Source information section start

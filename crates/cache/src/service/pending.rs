//! In-flight computation table for request coalescing
//!
//! Each key maps to at most one shared computation. The caller that inserts
//! an entry (the leader) holds a [`PendingGuard`]; dropping the guard removes
//! the entry whether the computation succeeded, failed, or the leader's
//! future was cancelled. Entries carry a generation id so an older guard can
//! never remove a newer entry installed by `force_refresh`.

use crate::errors::Result;
use bytes::Bytes;
use dashmap::mapref::entry::Entry;
use dashmap::DashMap;
use futures::future::{BoxFuture, Shared};
use std::any::Any;
use std::sync::atomic::{AtomicU64, Ordering};
use std::sync::Arc;

/// A recomputation every coalesced caller can await
pub(crate) type SharedComputation = Shared<BoxFuture<'static, Result<Computed>>>;

/// Value produced by one recomputation
///
/// Callers get the value itself back. `encoded` is what was handed to the
/// provider, if anything, and lets a caller expecting a different type
/// for the same key still read it.
#[derive(Clone)]
pub(crate) struct Computed {
    value: Arc<dyn Any + Send + Sync>,
    encoded: Option<Bytes>,
}

impl Computed {
    pub fn new<T: Any + Send + Sync>(value: T, encoded: Option<Bytes>) -> Self {
        Self {
            value: Arc::new(value),
            encoded,
        }
    }

    pub fn value<T: Any>(&self) -> Option<&T> {
        (*self.value).downcast_ref::<T>()
    }

    pub fn encoded(&self) -> Option<&Bytes> {
        self.encoded.as_ref()
    }
}

struct PendingEntry {
    generation: u64,
    computation: SharedComputation,
}

#[derive(Default)]
pub(crate) struct PendingTable {
    entries: Arc<DashMap<String, PendingEntry>>,
    next_generation: AtomicU64,
}

/// Outcome of trying to register a computation
pub(crate) enum Slot {
    /// This caller registered the computation and must drive it
    Leader {
        computation: SharedComputation,
        guard: PendingGuard,
    },
    /// Another caller's computation is already in flight
    Follower(SharedComputation),
}

impl PendingTable {
    /// In-flight computation for `key`, if any
    pub fn get(&self, key: &str) -> Option<SharedComputation> {
        self.entries
            .get(key)
            .map(|entry| entry.computation.clone())
    }

    /// Register `computation` for `key`
    ///
    /// Without `replace`, an existing entry wins and the caller becomes a
    /// follower; check and insert happen under one shard lock.
    pub fn register(&self, key: &str, computation: SharedComputation, replace: bool) -> Slot {
        let generation = self.next_generation.fetch_add(1, Ordering::Relaxed);
        let entry = PendingEntry {
            generation,
            computation: computation.clone(),
        };

        match self.entries.entry(key.to_string()) {
            Entry::Occupied(occupied) if !replace => {
                return Slot::Follower(occupied.get().computation.clone());
            }
            Entry::Occupied(mut occupied) => {
                occupied.insert(entry);
            }
            Entry::Vacant(vacant) => {
                vacant.insert(entry);
            }
        }

        Slot::Leader {
            computation,
            guard: PendingGuard {
                entries: Arc::clone(&self.entries),
                key: key.to_string(),
                generation,
            },
        }
    }

    pub fn contains(&self, key: &str) -> bool {
        self.entries.contains_key(key)
    }

    pub fn len(&self) -> usize {
        self.entries.len()
    }
}

impl std::fmt::Debug for PendingTable {
    fn fmt(&self, f: &mut std::fmt::Formatter<'_>) -> std::fmt::Result {
        f.debug_struct("PendingTable")
            .field("in_flight", &self.entries.len())
            .finish()
    }
}

/// Removes the leader's pending entry when dropped
pub(crate) struct PendingGuard {
    entries: Arc<DashMap<String, PendingEntry>>,
    key: String,
    generation: u64,
}

impl Drop for PendingGuard {
    fn drop(&mut self) {
        let generation = self.generation;
        self.entries
            .remove_if(&self.key, |_, entry| entry.generation == generation);
    }
}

Source information section end

▶ **What is needed**: Throughout the data above, count the lines where the word "bool" occurs, and report that figure alone.

▶ **Response to this task**: 2